Comments (21)
Here,
When I used Ensembl GTF file, I also get the same error. Finally, I found that the GTF only have transcript and exon rows works well.
awk -F "\t" '$3=="exon"||$3=="transcript"' Homo_sapiens.GRCh38.87.gtf > Homo_sapiens.GRCh38.87.transccript.exon.gtf
from ggsashimi.
Just wanted to add that gencode gtf runs into same issue.
from ggsashimi.
Dear Lea @bellenger-l,
You could try using GENCODE annotation files. The release corresponding to mouse ensembl 83 is GENCODE M8. Alternatively, could you provide some lines of your GTF to check what is the problem? As stated in previous comments, make sure that the file follows the proper format. Specially, the transcript_id
attribute should be present in every line of the GTF.
from ggsashimi.
I've fixed this issue with gencodeID, but still works as originally intended with a try statement. This is easier than editing a GTF file.
replace:
transcript_id = d["transcript_id"]
with try statement below.
try:
transcript_id = d["transcript_id"]
except KeyError:
transcript_id = d["gene_id"]
from ggsashimi.
The problem is that we assume the transcript_id
attribute is present in every line of the GTF (except for comments of course). I see here that the gene
line does not have it. One solution: you could preprocess the annotation and add the transcript_id
field where it is not present.
@abreschi what do you suggest?
from ggsashimi.
Hi! Sorry about this issue. Unfortunately the transcript_id is a required field in the GTF format (https://genome.ucsc.edu/FAQ/FAQformat.html#format4), even in gene rows. So, I would modify the Ensembl file like @emi80 said. Hope it helps.
from ggsashimi.
Thank you for your reply. I will modify and try this again, currently i do not see any issue if i change the build to 37.67 may be its build specific.

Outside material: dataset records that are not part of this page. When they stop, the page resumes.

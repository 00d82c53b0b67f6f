//! API Routes
//!
//! Router assembly and middleware ordering.

use axum::{middleware, response::Redirect, routing::get, Router};
use tower_http::cors::{Any, CorsLayer};
use utoipa::OpenApi;
use utoipa_swagger_ui::SwaggerUi;

use super::middleware::{docs_auth_middleware, logging_middleware, trace_middleware};
use super::openapi::ApiDoc;
use super::AppState;
use crate::controllers;

/// Build the application router
pub fn create_router(state: AppState) -> Router {
    // Swagger UI plus the raw document, both behind the basic-auth gate.
    let docs: Router<AppState> = SwaggerUi::new("/docs")
        .url("/docs/openapi.json", ApiDoc::openapi())
        .into();
    let docs = docs.layer(middleware::from_fn_with_state(
        state.clone(),
        docs_auth_middleware,
    ));

    let cors = CorsLayer::new()
        .allow_origin(Any)
        .allow_methods(Any)
        .allow_headers(Any);

    // Note: Axum layers are applied in reverse order (last added = outermost),
    // so the request passes span wrapper -> CORS -> logging -> handler.
    Router::new()
        .route("/", get(root_redirect))
        .route("/health", get(health_check))
        .merge(docs)
        .nest("/api/v1", controllers::router())
        .layer(middleware::from_fn(logging_middleware))
        .layer(cors)
        .layer(middleware::from_fn(trace_middleware))
        .with_state(state)
}

/// Redirect the document root to the documentation index.
async fn root_redirect() -> Redirect {
    Redirect::to("/docs/index.html")
}

/// Health check endpoint
#[utoipa::path(
    get,
    path = "/health",
    tag = "health",
    responses(
        (status = 200, description = "Server alive")
    )
)]
pub async fn health_check() -> &'static str {
    "OK"
}
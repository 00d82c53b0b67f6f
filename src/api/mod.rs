//! API module
//!
//! HTTP API state, middleware, routes, and the response envelope.

use std::sync::Arc;

use sqlx::PgPool;

use crate::cache::Cache;
use crate::config::Config;

pub mod middleware;
pub mod openapi;
pub mod response;
pub mod routes;
pub mod validation;

pub use routes::create_router;

/// Shared state cloned into every request task.
#[derive(Clone)]
pub struct AppState {
    pub pool: PgPool,
    pub cache: Cache,
    pub config: Arc<Config>,
}
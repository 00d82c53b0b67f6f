//! Telemetry bootstrap: tracing subscriber + OTEL stdout span exporter.
//!
//! Spans are exported to stdout; inbound/outbound trace linkage uses the
//! W3C trace-context and baggage propagators.

use anyhow::{Context, Result};
use opentelemetry::{
    global, propagation::TextMapCompositePropagator, trace::TracerProvider as _, KeyValue,
};
use opentelemetry_sdk::{
    propagation::{BaggagePropagator, TraceContextPropagator},
    runtime,
    trace as sdktrace,
    Resource,
};
use tracing_subscriber::{layer::SubscriberExt, util::SubscriberInitExt, EnvFilter};

use crate::config::Config;

/// Owns the tracer provider for the lifetime of the process.
///
/// [`Telemetry::shutdown`] consumes the guard, so the flush-and-shutdown
/// sequence can only run once. The caller must invoke it after the serve
/// loop exits; dropping the guard without calling it loses buffered spans.
pub struct Telemetry {
    provider: sdktrace::TracerProvider,
}

/// Initialise the global tracer provider and the tracing subscriber.
///
/// Configures:
/// - A stdout span exporter with batch export and an always-on sampler.
/// - A composite trace-context + baggage propagator so span linkage crosses
///   request boundaries in both directions.
/// - A [`tracing_subscriber`] registry with an env filter, fmt layer, and a
///   [`tracing_opentelemetry`] layer bridging spans into the OTEL pipeline.
///
/// # Errors
///
/// Returns an error if the subscriber cannot be installed. Callers treat any
/// failure as fatal: the middleware chain assumes a registered tracer.
pub fn init(config: &Config) -> Result<Telemetry> {
    let exporter = opentelemetry_stdout::SpanExporter::default();

    let provider = sdktrace::TracerProvider::builder()
        .with_batch_exporter(exporter, runtime::Tokio)
        .with_config(
            sdktrace::Config::default()
                .with_sampler(sdktrace::Sampler::AlwaysOn)
                .with_resource(service_resource()),
        )
        .build();

    global::set_tracer_provider(provider.clone());
    global::set_text_map_propagator(TextMapCompositePropagator::new(vec![
        Box::new(TraceContextPropagator::new()),
        Box::new(BaggagePropagator::new()),
    ]));

    let otel_layer = tracing_opentelemetry::layer().with_tracer(provider.tracer("magazin-pos"));

    let env_filter =
        EnvFilter::try_from_default_env().unwrap_or_else(|_| EnvFilter::new(&config.log_filter));

    tracing_subscriber::registry()
        .with(env_filter)
        .with(tracing_subscriber::fmt::layer())
        .with(otel_layer)
        .try_init()
        .context("failed to initialise tracing subscriber")?;

    Ok(Telemetry { provider })
}

impl Telemetry {
    /// Flush buffered spans and shut the provider down.
    ///
    /// Runs once, at process teardown, after the serve loop has exited.
    pub fn shutdown(self) {
        for result in self.provider.force_flush() {
            if let Err(e) = result {
                tracing::warn!(error = %e, "span flush failed during shutdown");
            }
        }
        global::shutdown_tracer_provider();
    }
}

fn service_resource() -> Resource {
    Resource::new(vec![
        KeyValue::new(
            opentelemetry_semantic_conventions::resource::SERVICE_NAME,
            "magazin-pos",
        ),
        KeyValue::new(
            opentelemetry_semantic_conventions::resource::SERVICE_VERSION,
            env!("CARGO_PKG_VERSION"),
        ),
    ])
}
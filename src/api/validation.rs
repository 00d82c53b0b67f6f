//! Request validation
//!
//! Per-field failure records produced from `validator` results. Field order
//! is made deterministic (fields sorted by name, rules in declaration order)
//! so clients and tests see a stable sequence.

use serde::{Deserialize, Serialize};
use utoipa::ToSchema;
use validator::ValidationErrors;

/// One failing rule on one field.
#[derive(Debug, Clone, PartialEq, Serialize, Deserialize, ToSchema)]
#[serde(rename_all = "camelCase")]
pub struct ValidationFailure {
    /// Field that failed
    pub field: String,
    /// Rule tag, e.g. `length` or `range`
    pub tag: String,
    /// Rejected value
    pub value: serde_json::Value,
    pub is_error: bool,
}

impl ValidationFailure {
    pub fn new(field: impl Into<String>, tag: impl Into<String>, value: serde_json::Value) -> Self {
        Self {
            field: field.into(),
            tag: tag.into(),
            value,
            is_error: true,
        }
    }
}

/// Flatten [`ValidationErrors`] into ordered failure records.
pub fn collect_failures(errors: &ValidationErrors) -> Vec<ValidationFailure> {
    let mut fields: Vec<(String, Vec<ValidationFailure>)> = errors
        .field_errors()
        .into_iter()
        .map(|(field, rules)| {
            let failures = rules
                .iter()
                .map(|rule| {
                    ValidationFailure::new(
                        field.to_string(),
                        rule.code.to_string(),
                        rule.params
                            .get("value")
                            .cloned()
                            .unwrap_or(serde_json::Value::Null),
                    )
                })
                .collect();
            (field.to_string(), failures)
        })
        .collect();

    fields.sort_by(|a, b| a.0.cmp(&b.0));
    fields.into_iter().flat_map(|(_, failures)| failures).collect()
}

#[cfg(test)]
mod tests {
    use super::*;
    use serde_json::json;
    use validator::Validate;

    #[derive(Debug, Validate)]
    struct TestRequest {
        #[validate(length(min = 1))]
        name: String,
        #[validate(range(min = 1))]
        quantity: i32,
    }

    #[test]
    fn test_valid_request_produces_no_failures() {
        let request = TestRequest {
            name: "till roll".to_string(),
            quantity: 3,
        };
        assert!(request.validate().is_ok());
    }

    #[test]
    fn test_failures_are_collected_in_field_order() {
        let request = TestRequest {
            name: String::new(),
            quantity: 0,
        };
        let errors = request.validate().unwrap_err();
        let failures = collect_failures(&errors);

        assert_eq!(failures.len(), 2);
        assert_eq!(failures[0].field, "name");
        assert_eq!(failures[0].tag, "length");
        assert_eq!(failures[1].field, "quantity");
        assert_eq!(failures[1].tag, "range");
        assert!(failures.iter().all(|f| f.is_error));
    }

    #[test]
    fn test_failure_carries_rejected_value() {
        let request = TestRequest {
            name: "x".to_string(),
            quantity: -2,
        };
        let errors = request.validate().unwrap_err();
        let failures = collect_failures(&errors);

        assert_eq!(failures.len(), 1);
        assert_eq!(failures[0].value, json!(-2));
    }

    #[test]
    fn test_serializes_camel_case() {
        let failure = ValidationFailure::new("name", "length", json!(""));
        let value = serde_json::to_value(&failure).unwrap();
        assert_eq!(
            value,
            json!({"field": "name", "tag": "length", "value": "", "isError": true})
        );
    }
}
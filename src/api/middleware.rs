//! API Middleware
//!
//! Per-request tracing span, structured request logging, and the basic-auth
//! gate on the documentation subtree.

use axum::{
    body::Body,
    extract::State,
    http::{header, HeaderMap, HeaderValue, Request},
    middleware::Next,
    response::{IntoResponse, Response},
};
use base64::prelude::{Engine as _, BASE64_STANDARD};
use opentelemetry::global;
use opentelemetry::propagation::Extractor;
use subtle::ConstantTimeEq;
use tracing::Instrument;
use tracing_opentelemetry::OpenTelemetrySpanExt;

use super::AppState;
use crate::config::AdminCredential;
use crate::error::AppError;

// =========================================================================
// Tracing span wrapper
// =========================================================================

/// Adapts [`HeaderMap`] to the propagator extraction API.
struct HeaderExtractor<'a>(&'a HeaderMap);

impl<'a> Extractor for HeaderExtractor<'a> {
    fn get(&self, key: &str) -> Option<&str> {
        self.0.get(key).and_then(|value| value.to_str().ok())
    }

    fn keys(&self) -> Vec<&str> {
        self.0.keys().map(|name| name.as_str()).collect()
    }
}

/// Open a span per request and link it to any inbound trace context.
///
/// Must be the outermost middleware: logging and all downstream handler work
/// are attributed to this span.
pub async fn trace_middleware(request: Request<Body>, next: Next) -> Response {
    let parent_context = global::get_text_map_propagator(|propagator| {
        propagator.extract(&HeaderExtractor(request.headers()))
    });

    let span = tracing::info_span!(
        "http_request",
        method = %request.method(),
        uri = %request.uri(),
        status = tracing::field::Empty,
    );
    span.set_parent(parent_context);

    let response = next.run(request).instrument(span.clone()).await;

    span.record("status", response.status().as_u16());
    response
}

// =========================================================================
// Request logging
// =========================================================================

/// Headers that should be masked in logs
const SENSITIVE_HEADERS: &[&str] = &["authorization", "cookie", "set-cookie"];

/// Mask sensitive headers for logging
pub fn mask_headers_for_logging(headers: &HeaderMap) -> Vec<(String, String)> {
    headers
        .iter()
        .map(|(name, value)| {
            let name_lower = name.as_str().to_lowercase();
            let masked_value = if SENSITIVE_HEADERS.contains(&name_lower.as_str()) {
                "[REDACTED]".to_string()
            } else {
                value.to_str().unwrap_or("[invalid utf8]").to_string()
            };
            (name.to_string(), masked_value)
        })
        .collect()
}

/// Request logging middleware
pub async fn logging_middleware(request: Request<Body>, next: Next) -> Response {
    let method = request.method().clone();
    let uri = request.uri().clone();
    let version = request.version();
    let headers = mask_headers_for_logging(request.headers());

    let start = std::time::Instant::now();

    tracing::info!(
        method = %method,
        uri = %uri,
        version = ?version,
        headers = ?headers,
        "Incoming request"
    );

    let response = next.run(request).await;

    let duration = start.elapsed();
    let status = response.status();

    tracing::info!(
        method = %method,
        uri = %uri,
        status = %status,
        duration_ms = %duration.as_millis(),
        "Request completed"
    );

    response
}

// =========================================================================
// Docs basic-auth gate
// =========================================================================

/// Gate the documentation subtree behind HTTP basic auth.
///
/// Only the two configured admin credentials pass; everything else is
/// rejected before the documentation handler runs.
pub async fn docs_auth_middleware(
    State(state): State<AppState>,
    request: Request<Body>,
    next: Next,
) -> Response {
    let authorized = request
        .headers()
        .get(header::AUTHORIZATION)
        .and_then(|value| value.to_str().ok())
        .and_then(|value| value.strip_prefix("Basic "))
        .and_then(decode_basic)
        .map(|(user, pass)| credentials_match(&user, &pass, &state.config.docs_credentials))
        .unwrap_or(false);

    if !authorized {
        return unauthorized_response();
    }

    next.run(request).await
}

/// Decode the base64 `user:password` payload of a Basic authorization header.
fn decode_basic(encoded: &str) -> Option<(String, String)> {
    let decoded = BASE64_STANDARD.decode(encoded.trim()).ok()?;
    let decoded = String::from_utf8(decoded).ok()?;
    let (user, pass) = decoded.split_once(':')?;
    Some((user.to_string(), pass.to_string()))
}

/// Constant-time comparison against the configured credential set.
fn credentials_match(username: &str, password: &str, credentials: &[AdminCredential]) -> bool {
    credentials.iter().any(|credential| {
        let user_ok = credential.username.as_bytes().ct_eq(username.as_bytes());
        let pass_ok = credential.password.as_bytes().ct_eq(password.as_bytes());
        bool::from(user_ok & pass_ok)
    })
}

fn unauthorized_response() -> Response {
    let mut response =
        AppError::Unauthorized("documentation requires admin credentials".to_string())
            .into_response();
    response.headers_mut().insert(
        header::WWW_AUTHENTICATE,
        HeaderValue::from_static("Basic realm=\"Restricted\""),
    );
    response
}

#[cfg(test)]
mod tests {
    use super::*;
    use axum::http::StatusCode;
    use axum::routing::get;
    use axum::{middleware, Router};
    use base64::prelude::{Engine as _, BASE64_STANDARD};
    use sqlx::PgPool;
    use std::sync::Arc;
    use tower::util::ServiceExt;

    use crate::cache::Cache;
    use crate::config::Config;

    #[test]
    fn test_mask_headers_for_logging() {
        let mut headers = HeaderMap::new();
        headers.insert("content-type", "application/json".parse().unwrap());
        headers.insert("authorization", "Basic YWxpY2U6czNjcmV0".parse().unwrap());

        let masked = mask_headers_for_logging(&headers);

        let auth = masked.iter().find(|(k, _)| k == "authorization");
        let content_type = masked.iter().find(|(k, _)| k == "content-type");

        assert_eq!(auth.unwrap().1, "[REDACTED]");
        assert_eq!(content_type.unwrap().1, "application/json");
    }

    #[test]
    fn test_sensitive_headers_list() {
        assert!(SENSITIVE_HEADERS.contains(&"authorization"));
        assert!(!SENSITIVE_HEADERS.contains(&"content-type"));
    }

    #[test]
    fn test_decode_basic() {
        let encoded = BASE64_STANDARD.encode("alice:s3cret");
        assert_eq!(
            decode_basic(&encoded),
            Some(("alice".to_string(), "s3cret".to_string()))
        );
        assert_eq!(decode_basic("not-base64!!"), None);
    }

    #[test]
    fn test_credentials_match() {
        let credentials = vec![
            AdminCredential {
                username: "alice".to_string(),
                password: "s3cret".to_string(),
            },
            AdminCredential {
                username: "bob".to_string(),
                password: "hunter2".to_string(),
            },
        ];

        assert!(credentials_match("alice", "s3cret", &credentials));
        assert!(credentials_match("bob", "hunter2", &credentials));
        assert!(!credentials_match("alice", "hunter2", &credentials));
        assert!(!credentials_match("mallory", "s3cret", &credentials));
        assert!(!credentials_match("", "", &credentials));
    }

    fn test_state() -> AppState {
        let config = Config {
            database_url: "postgres://localhost/magazin_test".to_string(),
            database_max_connections: 1,
            redis_url: None,
            host: "127.0.0.1".to_string(),
            port: 0,
            log_filter: "off".to_string(),
            docs_credentials: vec![
                AdminCredential {
                    username: "alice".to_string(),
                    password: "s3cret".to_string(),
                },
                AdminCredential {
                    username: "bob".to_string(),
                    password: "hunter2".to_string(),
                },
            ],
        };
        AppState {
            pool: PgPool::connect_lazy(&config.database_url).unwrap(),
            cache: Cache::disabled(),
            config: Arc::new(config),
        }
    }

    fn gated_router() -> Router {
        let state = test_state();
        Router::new()
            .route("/docs/index.html", get(|| async { "docs" }))
            .layer(middleware::from_fn_with_state(
                state.clone(),
                docs_auth_middleware,
            ))
            .with_state(state)
    }

    fn docs_request(auth: Option<&str>) -> Request<Body> {
        let mut builder = Request::builder().method("GET").uri("/docs/index.html");
        if let Some(auth) = auth {
            builder = builder.header("Authorization", auth);
        }
        builder.body(Body::empty()).unwrap()
    }

    #[tokio::test]
    async fn test_docs_without_credentials_is_rejected() {
        let response = gated_router().oneshot(docs_request(None)).await.unwrap();
        assert_eq!(response.status(), StatusCode::UNAUTHORIZED);
        assert_eq!(
            response.headers().get(header::WWW_AUTHENTICATE).unwrap(),
            "Basic realm=\"Restricted\""
        );
    }

    #[tokio::test]
    async fn test_docs_with_wrong_password_is_rejected() {
        let auth = format!("Basic {}", BASE64_STANDARD.encode("alice:wrong"));
        let response = gated_router()
            .oneshot(docs_request(Some(&auth)))
            .await
            .unwrap();
        assert_eq!(response.status(), StatusCode::UNAUTHORIZED);
    }

    #[tokio::test]
    async fn test_docs_accepts_both_configured_pairs() {
        for pair in ["alice:s3cret", "bob:hunter2"] {
            let auth = format!("Basic {}", BASE64_STANDARD.encode(pair));
            let response = gated_router()
                .oneshot(docs_request(Some(&auth)))
                .await
                .unwrap();
            assert_eq!(response.status(), StatusCode::OK, "pair {pair} rejected");
        }
    }
}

I guess you can close this issue.
thanks
from ggsashimi.
Here,
When I used Ensembl GTF file, I also get the same error. Finally, I found that the GTF only have transcript and exon rows works well.
awk -F "\t" '$3=="exon"||$3=="transcript"' Homo_sapiens.GRCh38.87.gtf > Homo_sapiens.GRCh38.87.transccript.exon.gtf
I'm sorry it didn't fix the issue for me, I have a new error :
Traceback (most recent call last):
File "./sashimi-plot.py", line 612, in <module>
transcripts, exons = read_gtf(args.gtf, args.coordinates)
File "./sashimi-plot.py", line 283, in read_gtf
d = dict(kv.strip().split(" ") for kv in tags.strip(";").split("; "))
ValueError: dictionary update sequence element #17 has length 7; 2 is required
I am using the Mus_musculus.GRCm38.83 annotation.
If you have a solution, I would appreciate it.
Thanks,
Lea
from ggsashimi.
Dear @dgarrimar,
Thanks a lot ! It works like a charm with the Gencode annotation, but it doesn't print the different transcripts under sashimi plots. I can't figure it out which option can do that.
Best,
Lea
from ggsashimi.
In principle it should, could you send the command that you are using and the output that you generated? Thanks!
from ggsashimi.
I'm sorry, I didn't check gencode GTF and the chromosome names were different from Ensembl GTF ("chr1" against "1"), I remove "chr" from first column and now I have the transcripts...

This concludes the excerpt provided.